Em março deste tenebroso ano de 2020, o padre italiano, Giuseppe Berardelli, de 72 anos morreu, vítima do COVID-19. Recusou o respirador que seus amigos lhe tinham presenteado para cedê-lo a um jovem paciente. Herói ou mártir da caridade, ele morreu como viveu: para os outros! Sua última hora foi a de amar no dom gratuito de si…

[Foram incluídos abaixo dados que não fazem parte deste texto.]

//! Capabilities consumed by the iteration controller.

use async_trait::async_trait;
use serde_json::Value;

use crate::domain::errors::DomainResult;
use crate::domain::models::{Assessment, Plan, PlanExecution, StepFeedback};

/// Produces and revises plans.
#[async_trait]
pub trait Planner: Send + Sync {
    /// Produce an initial plan for a goal.
    async fn plan(&self, goal: &str, context: &Value) -> DomainResult<Plan>;

    /// Revise a plan from per-step feedback.
    async fn adapt(&self, plan: &Plan, feedback: &[StepFeedback]) -> DomainResult<Plan>;
}

/// Scores an output against a goal.
#[async_trait]
pub trait Scorer: Send + Sync {
    async fn score(&self, goal: &str, output: &Value) -> DomainResult<Assessment>;
}

/// Executes one plan and reports output plus per-step feedback.
#[async_trait]
pub trait PlanExecutor: Send + Sync {
    async fn execute_plan(&self, plan: &Plan, context: &Value) -> DomainResult<PlanExecution>;
}
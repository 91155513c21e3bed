//! Adapters implementing the domain ports.

pub mod sqlite;
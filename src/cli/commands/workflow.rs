//! Workflow definition CLI commands.

use std::path::{Path, PathBuf};

use anyhow::{Context, Result};
use clap::{Args, Subcommand};
use serde::Serialize;

use crate::cli::output::{list_table, output, CommandOutput};
use crate::domain::models::WorkflowDefinition;
use crate::services::dependency_resolver::{DependencyResolver, ExecutionUnit};

#[derive(Args, Debug)]
pub struct WorkflowArgs {
    #[command(subcommand)]
    pub command: WorkflowCommands,
}

#[derive(Subcommand, Debug)]
pub enum WorkflowCommands {
    /// Check a definition for structural errors and dependency cycles
    Validate {
        /// Path to a YAML workflow definition
        file: PathBuf,
    },
    /// Print the execution order of a definition
    Order {
        /// Path to a YAML workflow definition
        file: PathBuf,
    },
}

// ── Output structs ──────────────────────────────────────────────────────

#[derive(Debug, Serialize)]
struct ValidateOutput {
    workflow_id: String,
    trigger: String,
    valid: bool,
    steps: usize,
    parallel_groups: usize,
    error: Option<String>,
}

impl CommandOutput for ValidateOutput {
    fn to_human(&self) -> String {
        if self.valid {
            format!(
                "Workflow '{}' (trigger: {}) is valid: {} steps, {} parallel groups",
                self.workflow_id, self.trigger, self.steps, self.parallel_groups
            )
        } else {
            format!(
                "Workflow '{}' is invalid: {}",
                self.workflow_id,
                self.error.as_deref().unwrap_or("unknown error")
            )
        }
    }
}

#[derive(Debug, Serialize)]
struct OrderedStep {
    position: usize,
    step_id: String,
    action_id: String,
    depth: u32,
    group: Option<String>,
    depends_on: Vec<String>,
}

#[derive(Debug, Serialize)]
struct OrderOutput {
    workflow_id: String,
    steps: Vec<OrderedStep>,
}

impl CommandOutput for OrderOutput {
    fn to_human(&self) -> String {
        let mut table = list_table(&["#", "step", "action", "depth", "group", "depends on"]);
        for step in &self.steps {
            table.add_row(vec![
                step.position.to_string(),
                step.step_id.clone(),
                step.action_id.clone(),
                step.depth.to_string(),
                step.group.clone().unwrap_or_else(|| "-".to_string()),
                step.depends_on.join(", "),
            ]);
        }
        format!("Execution order for '{}':\n{table}", self.workflow_id)
    }
}

// ── Command execution ───────────────────────────────────────────────────

pub async fn execute(args: WorkflowArgs, json_mode: bool) -> Result<()> {
    match args.command {
        WorkflowCommands::Validate { file } => validate_workflow(&file, json_mode),
        WorkflowCommands::Order { file } => order_workflow(&file, json_mode),
    }
}

pub fn load_definition(path: &Path) -> Result<WorkflowDefinition> {
    let raw = std::fs::read_to_string(path)
        .with_context(|| format!("Failed to read workflow file {}", path.display()))?;
    serde_yaml::from_str(&raw)
        .with_context(|| format!("Failed to parse workflow file {}", path.display()))
}

fn validate_workflow(path: &Path, json_mode: bool) -> Result<()> {
    let definition = load_definition(path)?;
    let result = DependencyResolver::new().validate(&definition);

    let out = ValidateOutput {
        workflow_id: definition.id.clone(),
        trigger: definition.trigger.clone(),
        valid: result.is_ok(),
        steps: definition.steps.len(),
        parallel_groups: definition.parallel_groups.len(),
        error: result.err().map(|e| e.to_string()),
    };
    output(&out, json_mode);

    if out.valid {
        Ok(())
    } else {
        anyhow::bail!("workflow '{}' failed validation", out.workflow_id)
    }
}

fn order_workflow(path: &Path, json_mode: bool) -> Result<()> {
    let definition = load_definition(path)?;
    let resolver = DependencyResolver::new();
    let units = resolver
        .validate(&definition)
        .context("Cannot order an invalid workflow")?;
    let depths = resolver.depths(&definition)?;

    let mut steps = Vec::with_capacity(definition.steps.len());
    for unit in &units {
        let group = match unit {
            ExecutionUnit::Group { id, .. } => Some(id.clone()),
            ExecutionUnit::Step(_) => None,
        };
        for step_id in unit.steps() {
            let Some(step) = definition.step(step_id) else { continue };
            steps.push(OrderedStep {
                position: steps.len() + 1,
                step_id: step.id.clone(),
                action_id: step.action_id.clone(),
                depth: depths.get(step_id).copied().unwrap_or_default(),
                group: group.clone(),
                depends_on: step.depends_on.clone(),
            });
        }
    }

    output(
        &OrderOutput {
            workflow_id: definition.id,
            steps,
        },
        json_mode,
    );
    Ok(())
}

O gesto do padre faz-nos lembrar que a História da Igreja é também a história da solidariedade de tantos cristãos anônimos, em tempo de epidemias e de carestia. Foi exemplar sua atitude quando a peste e os saques se espalharam pelo Império Romano, de 249 a 263. Em Roma, morreram em um só dia cinco mil pessoas. Em Alexandria, no ano de 261, cadáveres jaziam nas ruas e o odor era insuportável. Foram os cristãos que viviam escondidos, devido à perseguição, que saíram a fazer as obras de misericórdia. Lavaram os corpos dos seus inimigos, levaram-nos nos ombros e os sepultaram dignamente. Muitos foram até contagiados.
O tempo da peste, em Milão, durou desde o verão de 1576 até o começo de 1578. O Hospital de São Gregório estava em situação precária, superlotado de doentes e mortos. Em lágrimas, o Cardeal-Arcebispo, São Carlos Borromeu, diante da recusa do clero milanês, mandou vir sacerdotes e leigos dos vales alpinos para socorrer os doentes e famintos. Construiu abrigos provisórios. Ergueu altares ao longo das ruas para que os doentes assistissem a missa sem saírem de suas casas. Além de prestar socorro material com os próprios recursos, administrava a unção dos enfermos. Não temia o contágio.
Na Itália da atual pandemia, as primeiras freiras infectadas só podiam ser camilianas. Isto porque São Camilo é o fundador da Ordem dos Enfermos. Em 1588, com seis companheiros fundou uma casa, em Nápoles. Algumas galeras, com tripulação infectada pela peste, foram proibidas de entrar no porto. Os camilianos, recém-chegados, subiram a bordo para dar assistência aos pestilentos. São Camilo demonstrou a mesma caridade quando uma febre eliminava muitos romanos.
Outra epidemia de peste fez estragos em Roma, em 1591. Os jesuítas abriram um hospital no qual muitos membros da Companhia prestaram serviços, inclusive o Geral. O mais conhecido é São Luís Gonzaga que faleceu, acometido de febre persistente.
Em 1660, morreu o padre francês, São Vicente de Paulo. Antes, porém, organizou amplas instituições de caridade com Santa Luísa de Marillac. A respeito da residência das Irmãs, dizia: “é o quarto dos doentes; sua capela, a igreja paroquial; seu claustro, as ruas da cidade”. Com presença delas na geografia do sofrimento, a história católica da caridade organizada é descrita. Trata-se da solicitude feminina cristã junto aos atingidos pelos horrores das guerras, das epidemias e de tantas doenças infecciosas.
Homens e mulheres tiveram e têm iniciativas de socorrer os demais com o bálsamo da caridade por amor a Cristo. Haja vista, o exemplo recente de nossa Santa Dulce dos Pobres que ia às ruas recolher mendigos e enfermos. Construiu-lhes um hospital.
A miséria, em geral, e a pandemia do COVID-19, no momento, não provocam apenas a fé. Estimulam a caridade e a justiça. Aliás, é a caridade que sempre purifica e liberta a fé para pequenas, grandes e nobres ações de amor. “A fé se não tiver obras, está morta em seu isolamento” (Tg 2, 17). Só as obras do amor derrubam os muros das separações.
Obrigado, por mos relembrar essa história de dor e amor incondicional.
Um primor!
O autor (Dom Edson) evoca diversos momentos sombrios por que já passou a humanidade, pondo em relevo o que, de fato, em tais circunstâncias, apresenta-se como algo fundamental: o exercício da caridade, tendo, como base, o “Novo Mandamento”, anunciado, e praticado, por Nosso Senhor: “Amai-vos uns aos outros!”.